Parque Nacional Sierra de las Quijadas
Trip Ideas
Evoking the red sandstone ravines of Utah’s Bryce Canyon, Parque Nacional Sierra de las Quijadas is rich in scenery, fossils, and pre-Columbian archaeological sites. In Lower Cretaceous times, about 120 million years ago, pterosaurs and their contemporaries left tracks in a semiarid landscape that has since become a jumble of barren cliffs, cornices, terraces, and desiccated lakebeds. Far later, the Huarpe and their predecessors left evidence of their camps and settlements.
Comprising 74,000 hectares in northwestern San Luis Province, the park is the subject of ongoing paleontological research by Universidad Nacional de San Luis and New York’s Museum of Natural History as well as excavations of early Huarpe sites. Badly in need of its own interpretive center, it’s open all year, but the mild spring and autumn months are best for visits; in the suffocating summer, thunderstorms can cause dangerous flash floods. The provincial government has initiated a request for UNESCO World Heritage Site status as part of a paleontology circuit with Ischigualasto (San Juan) and Talampaya (La Rioja).

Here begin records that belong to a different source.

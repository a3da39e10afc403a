//! crmsynth-core — synthetic CRM dataset generator and rule-based
//! insight engine.
//!
//! Two entry points:
//!   - [`dataset::DatasetGenerator`] builds one deterministic batch of
//!     Customers, Deals, and Feedback (plus summary statistics) from a
//!     master seed and caller-supplied parameters.
//!   - [`insight_engine::InsightEngine`] turns a batch into a nested
//!     recommendation report via fixed aggregation and threshold rules.
//!
//! RULES:
//!   - All randomness flows through the RngBank; no platform RNG.
//!   - Tables are never mutated after generation.
//!   - The engine is a pure function of its three input tables.

pub mod clock;
pub mod customer_gen;
pub mod dataset;
pub mod deal_gen;
pub mod error;
pub mod feedback_gen;
pub mod insight_engine;
pub mod name_generator;
pub mod params;
pub mod rng;
pub mod stats;
pub mod tabular;
pub mod templates;
pub mod types;

pub use dataset::{Dataset, DatasetGenerator, SummaryStats};
pub use error::{GenError, GenResult};
pub use insight_engine::{InsightEngine, Report};
pub use params::GeneratorParams;
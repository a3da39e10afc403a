//! Deterministic person and company identity generation from curated lists.
//!
//! All generation is deterministic (same RNG stream = same identities).

use crate::rng::StreamRng;

/// Deterministic identity generator using curated word lists.
pub struct NameGenerator;

impl NameGenerator {
    /// Generate a (first, last) name pair deterministically.
    pub fn name_parts(rng: &mut StreamRng) -> (&'static str, &'static str) {
        (
            *rng.pick(Self::first_names()),
            *rng.pick(Self::last_names()),
        )
    }

    /// Generate a full name (first + last).
    pub fn full_name(rng: &mut StreamRng) -> String {
        let (first, last) = Self::name_parts(rng);
        format!("{first} {last}")
    }

    /// Company name: "Prefix Industry Suffix" or "LastName Industry Suffix".
    pub fn company_name(rng: &mut StreamRng) -> String {
        let industry = *rng.pick(Self::company_descriptors());
        let suffix = *rng.pick(Self::company_suffixes());
        if rng.chance(0.5) {
            let prefix = *rng.pick(Self::company_prefixes());
            format!("{prefix} {industry} {suffix}")
        } else {
            let last = *rng.pick(Self::last_names());
            format!("{last} {industry} {suffix}")
        }
    }

    /// Email derived from the name plus a random mail domain.
    pub fn email(first: &str, last: &str, rng: &mut StreamRng) -> String {
        let domain = *rng.pick(Self::mail_domains());
        format!("{}.{}@{}", first.to_lowercase(), last.to_lowercase(), domain)
    }

    /// North-American style phone number.
    pub fn phone(rng: &mut StreamRng) -> String {
        let area = 200 + rng.next_u64_below(700);
        let exchange = 200 + rng.next_u64_below(700);
        let line = rng.next_u64_below(10_000);
        format!("({area}) {exchange}-{line:04}")
    }

    /// Industry label for a customer account.
    pub fn industry(rng: &mut StreamRng) -> &'static str {
        *rng.pick(Self::industries())
    }

    fn first_names() -> &'static [&'static str] {
        &[
            "James", "Mary", "Robert", "Patricia", "John", "Jennifer", "Michael", "Linda",
            "David", "Elizabeth", "William", "Barbara", "Richard", "Susan", "Joseph", "Jessica",
            "Thomas", "Sarah", "Daniel", "Karen", "Matthew", "Lisa", "Anthony", "Nancy",
            "Mark", "Sandra", "Steven", "Ashley", "Andrew", "Emily", "Joshua", "Michelle",
            "Kevin", "Amanda", "Brian", "Melissa", "George", "Stephanie", "Timothy", "Rebecca",
            "Ronald", "Laura", "Jason", "Helen", "Ryan", "Amy", "Jacob", "Angela",
            "Nicholas", "Anna", "Eric", "Brenda", "Jonathan", "Pamela", "Stephen", "Nicole",
            "Justin", "Samantha", "Scott", "Katherine", "Brandon", "Christine", "Benjamin", "Rachel",
            "Samuel", "Carolyn", "Gregory", "Janet", "Alexander", "Maria", "Patrick", "Heather",
            "Jack", "Diane", "Dennis", "Olivia", "Tyler", "Julie", "Aaron", "Victoria",
            "Adam", "Kelly", "Nathan", "Lauren", "Henry", "Christina", "Zachary", "Joan",
            "Peter", "Evelyn", "Kyle", "Megan", "Noah", "Hannah", "Ethan", "Andrea",
            "Sean", "Grace", "Austin", "Sophia", "Carl", "Charlotte", "Dylan", "Natalie",
        ]
    }

    fn last_names() -> &'static [&'static str] {
        &[
            "Smith", "Johnson", "Williams", "Brown", "Jones", "Garcia", "Miller", "Davis",
            "Rodriguez", "Martinez", "Hernandez", "Lopez", "Gonzalez", "Wilson", "Anderson",
            "Thomas", "Taylor", "Moore", "Jackson", "Martin", "Lee", "Perez", "Thompson",
            "White", "Harris", "Sanchez", "Clark", "Ramirez", "Lewis", "Robinson",
            "Walker", "Young", "Allen", "King", "Wright", "Scott", "Torres", "Nguyen",
            "Hill", "Flores", "Green", "Adams", "Nelson", "Baker", "Hall", "Rivera",
            "Campbell", "Mitchell", "Carter", "Roberts", "Gomez", "Phillips", "Evans",
            "Turner", "Diaz", "Parker", "Cruz", "Edwards", "Collins", "Reyes", "Stewart",
            "Morris", "Murphy", "Cook", "Rogers", "Ortiz", "Morgan", "Cooper", "Peterson",
            "Bailey", "Reed", "Kelly", "Howard", "Kim", "Cox", "Ward", "Richardson",
            "Watson", "Brooks", "Chavez", "Wood", "Bennett", "Gray", "Mendoza", "Hughes",
            "Price", "Alvarez", "Castillo", "Sanders", "Patel", "Myers", "Long", "Ross",
            "Foster", "Powell", "Jenkins", "Perry", "Russell", "Sullivan", "Bell", "Chen",
        ]
    }

    fn company_prefixes() -> &'static [&'static str] {
        &[
            "Apex", "Summit", "Pioneer", "Vertex", "Horizon", "Beacon", "Catalyst",
            "Keystone", "Meridian", "Northstar", "Pinnacle", "Quantum", "Sterling",
            "Vanguard", "Cascade", "Frontier", "Lighthouse", "Momentum",
        ]
    }

    fn company_descriptors() -> &'static [&'static str] {
        &[
            "Analytics", "Logistics", "Manufacturing", "Consulting", "Software",
            "Digital", "Medical", "Financial", "Retail", "Media", "Energy",
            "Robotics", "Packaging", "Staffing", "Insurance", "Hospitality",
        ]
    }

    fn company_suffixes() -> &'static [&'static str] {
        &[
            "LLC", "Inc", "Corp", "Group", "Partners", "Solutions", "Services",
            "Holdings", "Ventures", "Systems", "Technologies", "Labs",
        ]
    }

    fn mail_domains() -> &'static [&'static str] {
        &[
            "gmail.com", "outlook.com", "company.com", "business.org",
            "enterprise.net", "corp.com", "inc.com", "solutions.com",
        ]
    }

    fn industries() -> &'static [&'static str] {
        &[
            "Technology", "Healthcare", "Finance", "Manufacturing",
            "Retail", "Education", "Government", "Non-Profit",
        ]
    }
}

#[cfg(test)]
mod tests {
    use super::*;
    use crate::rng::{RngBank, TableSlot};

    #[test]
    fn identity_generation_is_deterministic() {
        let mut rng1 = RngBank::new(12345).for_table(TableSlot::Customer);
        let mut rng2 = RngBank::new(12345).for_table(TableSlot::Customer);

        assert_eq!(
            NameGenerator::full_name(&mut rng1),
            NameGenerator::full_name(&mut rng2),
            "Same seed should produce same name"
        );
        assert_eq!(NameGenerator::phone(&mut rng1), NameGenerator::phone(&mut rng2));
    }

    #[test]
    fn generates_valid_full_names() {
        let mut rng = RngBank::new(12345).for_table(TableSlot::Customer);
        for _ in 0..100 {
            let name = NameGenerator::full_name(&mut rng);
            let parts: Vec<&str> = name.split_whitespace().collect();
            assert_eq!(parts.len(), 2, "Name should have exactly 2 parts: {name}");
        }
    }

    #[test]
    fn email_is_lowercased_name_at_known_domain() {
        let mut rng = RngBank::new(1).for_table(TableSlot::Customer);
        let email = NameGenerator::email("Ada", "Lovelace", &mut rng);
        assert!(email.starts_with("ada.lovelace@"), "unexpected email: {email}");
        let domain = email.split('@').nth(1).unwrap();
        assert!(NameGenerator::mail_domains().contains(&domain));
    }

    #[test]
    fn phone_has_expected_shape() {
        let mut rng = RngBank::new(2).for_table(TableSlot::Customer);
        for _ in 0..50 {
            let phone = NameGenerator::phone(&mut rng);
            assert_eq!(phone.len(), "(555) 555-5555".len(), "bad phone: {phone}");
            assert!(phone.starts_with('('));
        }
    }
}
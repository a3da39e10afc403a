//! Feedback table generation.
//!
//! Iterates the customer table; each customer gets
//! min(Poisson(2) + 1, 8) entries. Sentiment is a clipped Gaussian
//! around status/segment offsets; churn risk is an additive score
//! with a Churned short-circuit; text comes from the template tables.
//! Region and segment are denormalized from the owning customer.

use crate::{
    clock::DatasetClock,
    customer_gen::{CustomerRecord, CustomerStatus},
    error::{GenError, GenResult},
    rng::StreamRng,
    stats::round_to,
    templates::render_feedback_text,
    types::{CustomerId, FeedbackId},
};
use chrono::NaiveDate;
use serde::{Deserialize, Serialize};

pub const MAX_FEEDBACK_PER_CUSTOMER: u64 = 8;

const CHANNELS: [&str; 6] = ["Email", "Phone", "Survey", "Chat", "Social Media", "Support Ticket"];
const CATEGORIES: [&str; 8] = [
    "Product Quality", "Customer Service", "Pricing", "Features",
    "Performance", "Support", "Implementation", "Training",
];

#[derive(Debug, Clone, Copy, PartialEq, Eq, Serialize, Deserialize)]
pub enum SentimentLabel {
    Positive,
    Neutral,
    Negative,
}

impl SentimentLabel {
    /// Label thresholds sit exactly at ±0.2; scores on the boundary
    /// are Neutral.
    pub fn from_score(score: f64) -> Self {
        if score > 0.2 {
            Self::Positive
        } else if score < -0.2 {
            Self::Negative
        } else {
            Self::Neutral
        }
    }

    pub fn as_str(&self) -> &'static str {
        match self {
            Self::Positive => "Positive",
            Self::Neutral => "Neutral",
            Self::Negative => "Negative",
        }
    }
}

#[derive(Debug, Clone, Copy, PartialEq, Eq, Serialize, Deserialize)]
pub enum ChurnRisk {
    Low,
    Medium,
    High,
}

impl ChurnRisk {
    pub fn as_str(&self) -> &'static str {
        match self {
            Self::Low => "Low",
            Self::Medium => "Medium",
            Self::High => "High",
        }
    }
}

#[derive(Debug, Clone, Serialize, Deserialize)]
pub struct FeedbackRecord {
    pub feedback_id: FeedbackId,
    pub customer_id: CustomerId,
    pub text: String,
    pub sentiment_score: f64,
    pub sentiment_label: SentimentLabel,
    pub churn_risk: ChurnRisk,
    pub date: NaiveDate,
    pub channel: String,
    pub category: String,
    pub region: String,
    pub segment: String,
    pub resolved: bool,
    pub response_time_hours: f64,
}

/// Generate the feedback table for an already-generated customer table.
pub fn generate_feedback(
    customers: &[CustomerRecord],
    clock: &DatasetClock,
    rng: &mut StreamRng,
) -> GenResult<Vec<FeedbackRecord>> {
    if customers.is_empty() {
        return Err(GenError::EmptyInput { table: "customers" });
    }

    let mut feedback = Vec::new();
    for customer in customers {
        let count = (rng.poisson(2.0) + 1).min(MAX_FEEDBACK_PER_CUSTOMER);

        for seq in 1..=count {
            let score = sample_sentiment(customer, rng);
            let response_mean = if score < 0.0 { 24.0 } else { 12.0 };

            feedback.push(FeedbackRecord {
                feedback_id: format!("FB_{}_{seq}", customer.customer_id),
                customer_id: customer.customer_id.clone(),
                text: render_feedback_text(score, rng),
                sentiment_score: score,
                sentiment_label: SentimentLabel::from_score(score),
                churn_risk: churn_risk_for(score, customer, rng),
                date: clock.date_between(rng, -180, 0),
                channel: rng.pick(&CHANNELS).to_string(),
                category: rng.pick(&CATEGORIES).to_string(),
                region: customer.region.clone(),
                segment: customer.segment.clone(),
                resolved: rng.chance(0.8),
                response_time_hours: rng.exponential(response_mean),
            });
        }
    }

    Ok(feedback)
}

/// Base offsets combine additively: status pulls hardest, segment
/// nudges. Clipped to [-1, 1] and rounded to 3 decimals.
fn sample_sentiment(customer: &CustomerRecord, rng: &mut StreamRng) -> f64 {
    let mut base = 0.0;
    match customer.status {
        CustomerStatus::Churned => base -= 0.5,
        CustomerStatus::Inactive => base -= 0.2,
        CustomerStatus::Active => {}
    }
    match customer.segment.as_str() {
        "Enterprise" => base -= 0.1,
        "SMB" => base += 0.1,
        _ => {}
    }
    let score = (base + rng.normal(0.0, 0.3)).clamp(-1.0, 1.0);
    round_to(score, 3)
}

/// Additive risk score bucketed at 0.6 / 0.3. A Churned owner
/// short-circuits to High regardless of every other factor.
fn churn_risk_for(score: f64, customer: &CustomerRecord, rng: &mut StreamRng) -> ChurnRisk {
    let mut risk = 0.0;

    if score < -0.5 {
        risk += 0.6;
    } else if score < 0.0 {
        risk += 0.3;
    } else if score > 0.5 {
        risk -= 0.2;
    }

    match customer.status {
        CustomerStatus::Churned => return ChurnRisk::High,
        CustomerStatus::Inactive => risk += 0.3,
        CustomerStatus::Active => {}
    }

    if customer.segment == "Enterprise" {
        risk -= 0.1;
    }

    risk += rng.uniform(-0.1, 0.1);

    if risk > 0.6 {
        ChurnRisk::High
    } else if risk > 0.3 {
        ChurnRisk::Medium
    } else {
        ChurnRisk::Low
    }
}

#[cfg(test)]
mod tests {
    use super::*;
    use crate::rng::{RngBank, TableSlot};
    use chrono::NaiveDate;

    fn customer(status: CustomerStatus, segment: &str) -> CustomerRecord {
        CustomerRecord {
            customer_id: "CUST_00001".into(),
            name: "Test Person".into(),
            company: "Test Co".into(),
            email: "test.person@company.com".into(),
            phone: "(555) 555-5555".into(),
            segment: segment.into(),
            region: "North America".into(),
            industry: "Technology".into(),
            company_size: "11-50".into(),
            account_manager: "Alex Morgan".into(),
            created_date: NaiveDate::from_ymd_opt(2024, 1, 1).unwrap(),
            last_activity: NaiveDate::from_ymd_opt(2025, 5, 20).unwrap(),
            annual_revenue: 1_000_000.0,
            status,
        }
    }

    #[test]
    fn churned_status_short_circuits_to_high() {
        let mut rng = RngBank::new(1).for_table(TableSlot::Feedback);
        let churned = customer(CustomerStatus::Churned, "SMB");
        for score in [-0.9, 0.0, 0.9] {
            assert_eq!(churn_risk_for(score, &churned, &mut rng), ChurnRisk::High);
        }
    }

    #[test]
    fn strongly_negative_active_feedback_lands_high_or_medium() {
        // score -0.6 contributes +0.6; noise in [-0.1, 0.1] keeps the
        // total above the 0.3 Medium floor and can clear the 0.6 High bar.
        let mut rng = RngBank::new(2).for_table(TableSlot::Feedback);
        let active = customer(CustomerStatus::Active, "Mid-Market");
        let mut saw_high = false;
        for _ in 0..200 {
            let risk = churn_risk_for(-0.6, &active, &mut rng);
            assert_ne!(risk, ChurnRisk::Low, "risk score 0.6±0.1 can never bucket Low");
            if risk == ChurnRisk::High {
                saw_high = true;
            }
        }
        assert!(saw_high, "positive noise draws should clear the High bar");
    }

    #[test]
    fn happy_active_smb_feedback_is_low_risk() {
        let mut rng = RngBank::new(3).for_table(TableSlot::Feedback);
        let active = customer(CustomerStatus::Active, "SMB");
        for _ in 0..200 {
            assert_eq!(churn_risk_for(0.8, &active, &mut rng), ChurnRisk::Low);
        }
    }

    #[test]
    fn sentiment_offsets_combine_additively() {
        // Churned Enterprise base is -0.6; the Gaussian has sigma 0.3,
        // so across many draws the sample mean must sit well below zero.
        let mut rng = RngBank::new(4).for_table(TableSlot::Feedback);
        let worst = customer(CustomerStatus::Churned, "Enterprise");
        let n = 500;
        let total: f64 = (0..n).map(|_| sample_sentiment(&worst, &mut rng)).sum();
        let sample_mean = total / n as f64;
        assert!(sample_mean < -0.4, "mean {sample_mean} not pulled down by offsets");
    }

    #[test]
    fn sentiment_is_clipped_and_rounded() {
        let mut rng = RngBank::new(5).for_table(TableSlot::Feedback);
        let churned = customer(CustomerStatus::Churned, "Enterprise");
        for _ in 0..500 {
            let score = sample_sentiment(&churned, &mut rng);
            assert!((-1.0..=1.0).contains(&score));
            assert_eq!(score, round_to(score, 3));
        }
    }
}
//! Export boundary — generic tabular form for the typed record lists.
//!
//! Records stay strongly typed inside the core; callers that want to
//! ship a table out (delimited text, charting) convert here and never
//! earlier.

use crate::{
    customer_gen::CustomerRecord,
    deal_gen::DealRecord,
    error::GenResult,
    feedback_gen::FeedbackRecord,
};

/// A flat table: one header row plus stringified cells.
#[derive(Debug, Clone, PartialEq, Eq)]
pub struct Table {
    pub headers: Vec<&'static str>,
    pub rows: Vec<Vec<String>>,
}

impl Table {
    /// Render as delimited text, one line per row, headers first.
    /// Quoting and escaping follow the `csv` writer's rules.
    pub fn to_delimited(&self, delimiter: u8) -> GenResult<String> {
        let mut writer = csv::WriterBuilder::new()
            .delimiter(delimiter)
            .from_writer(Vec::new());
        writer.write_record(self.headers.iter().copied())?;
        for row in &self.rows {
            writer.write_record(row)?;
        }
        let bytes = writer.into_inner().map_err(|e| e.into_error())?;
        Ok(String::from_utf8_lossy(&bytes).into_owned())
    }
}

/// Conversion into the generic tabular form.
pub trait Tabular {
    fn headers() -> Vec<&'static str>;
    fn row(&self) -> Vec<String>;
}

pub fn to_table<T: Tabular>(records: &[T]) -> Table {
    Table {
        headers: T::headers(),
        rows: records.iter().map(Tabular::row).collect(),
    }
}

impl Tabular for CustomerRecord {
    fn headers() -> Vec<&'static str> {
        vec![
            "Customer_ID", "Customer_Name", "Company_Name", "Email", "Phone",
            "Segment", "Region", "Industry", "Company_Size", "Account_Manager",
            "Created_Date", "Last_Activity", "Annual_Revenue", "Status",
        ]
    }

    fn row(&self) -> Vec<String> {
        vec![
            self.customer_id.clone(),
            self.name.clone(),
            self.company.clone(),
            self.email.clone(),
            self.phone.clone(),
            self.segment.clone(),
            self.region.clone(),
            self.industry.clone(),
            self.company_size.clone(),
            self.account_manager.clone(),
            self.created_date.to_string(),
            self.last_activity.to_string(),
            format!("{:.2}", self.annual_revenue),
            self.status.as_str().to_string(),
        ]
    }
}

impl Tabular for DealRecord {
    fn headers() -> Vec<&'static str> {
        vec![
            "Deal_ID", "Customer_ID", "Deal_Name", "Deal_Size", "Stage",
            "Close_Probability", "Expected_Close_Date", "Created_Date",
            "Owner", "Product", "Source",
        ]
    }

    fn row(&self) -> Vec<String> {
        vec![
            self.deal_id.clone(),
            self.customer_id.clone(),
            self.name.clone(),
            format!("{:.2}", self.size),
            self.stage.as_str().to_string(),
            format!("{:.3}", self.close_probability),
            self.expected_close_date.to_string(),
            self.created_date.to_string(),
            self.owner.clone(),
            self.product.clone(),
            self.source.clone(),
        ]
    }
}

impl Tabular for FeedbackRecord {
    fn headers() -> Vec<&'static str> {
        vec![
            "Feedback_ID", "Customer_ID", "Feedback_Text", "Sentiment_Score",
            "Sentiment_Label", "Churn_Risk", "Feedback_Date", "Feedback_Channel",
            "Category", "Region", "Segment", "Resolved", "Response_Time_Hours",
        ]
    }

    fn row(&self) -> Vec<String> {
        vec![
            self.feedback_id.clone(),
            self.customer_id.clone(),
            self.text.clone(),
            format!("{:.3}", self.sentiment_score),
            self.sentiment_label.as_str().to_string(),
            self.churn_risk.as_str().to_string(),
            self.date.to_string(),
            self.channel.clone(),
            self.category.clone(),
            self.region.clone(),
            self.segment.clone(),
            self.resolved.to_string(),
            format!("{:.2}", self.response_time_hours),
        ]
    }
}
use thiserror::Error;

#[derive(Error, Debug)]
pub enum GenError {
    #[error("Invalid parameter: {reason}")]
    InvalidParameter { reason: String },

    #[error("Empty input: the {table} table has no rows")]
    EmptyInput { table: &'static str },

    #[error("Serialization error: {0}")]
    Serialization(#[from] serde_json::Error),

    #[error("Csv error: {0}")]
    Csv(#[from] csv::Error),

    #[error("I/O error: {0}")]
    Io(#[from] std::io::Error),

    #[error(transparent)]
    Other(#[from] anyhow::Error),
}

impl GenError {
    pub fn invalid(reason: impl Into<String>) -> Self {
        Self::InvalidParameter { reason: reason.into() }
    }
}

pub type GenResult<T> = Result<T, GenError>;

Las Quijadas is about 120 kilometers northwest of San Luis via paved RN 147 and a signed six-kilometer westbound gravel lateral. Most of the enormous park, though, is accessible only on foot.
Sights and Recreation
Las Quijadas’s most unforgettable sight is the natural amphitheater of Potrero de la Aguada, where the last 25 million years of runoff—from precipitation that now averages only 300 millimeters per annum—has eroded ancient sediments to expose bright sandstone beds and conglomerates to the west. An easy trail follows the Aguada’s rim toward the south for about half an hour, but hikers should refrain from descending into the intricate canyons without plenty of water, high-energy snacks, and an obligatory local guide.
Along the gravel road to Potrero de la Aguada, stop at the recently excavated Hornillos Huarpes, the ovens where the park’s pre-Columbian inhabitants prepared their meals and fired their ceramics. These have been carbon-14 dated at about A.D. 1000.
Practicalities
About one kilometer east of the Potrero de la Aguada overlook, there’s a free APN campground with clean flush toilets as well as a small grocery with snacks and cold drinks.
There’s still no formal visitors center, but rangers at the park entrance (who collect a US$7 admission for foreigners, US$2 for Argentine residents) provide maps and can answer questions. At the campground, local guides offer several reasonably priced (around US$7–10 pp) 3–4-hour hikes into the badlands, though none of them can manage English.
Spanish-speaking visitors to San Luis should look for the self-published guidebook El Parque Nacional Sierra de las Quijadas y Sus Recursos Naturales by English-speaking geologist David Rivarola (tel. 02652/15-54-3629, rivarola [at] unsl [dot] edu [dot] ar, www.lasquijadas.com), who offers the most informative park tours, but because of time demands only does so for large groups and for foreigners in particular.
Buses between San Luis and San Juan can drop passengers on the access road just north of the hamlet of Hualtarán. Travel agencies in San Luis sometimes organize day tours.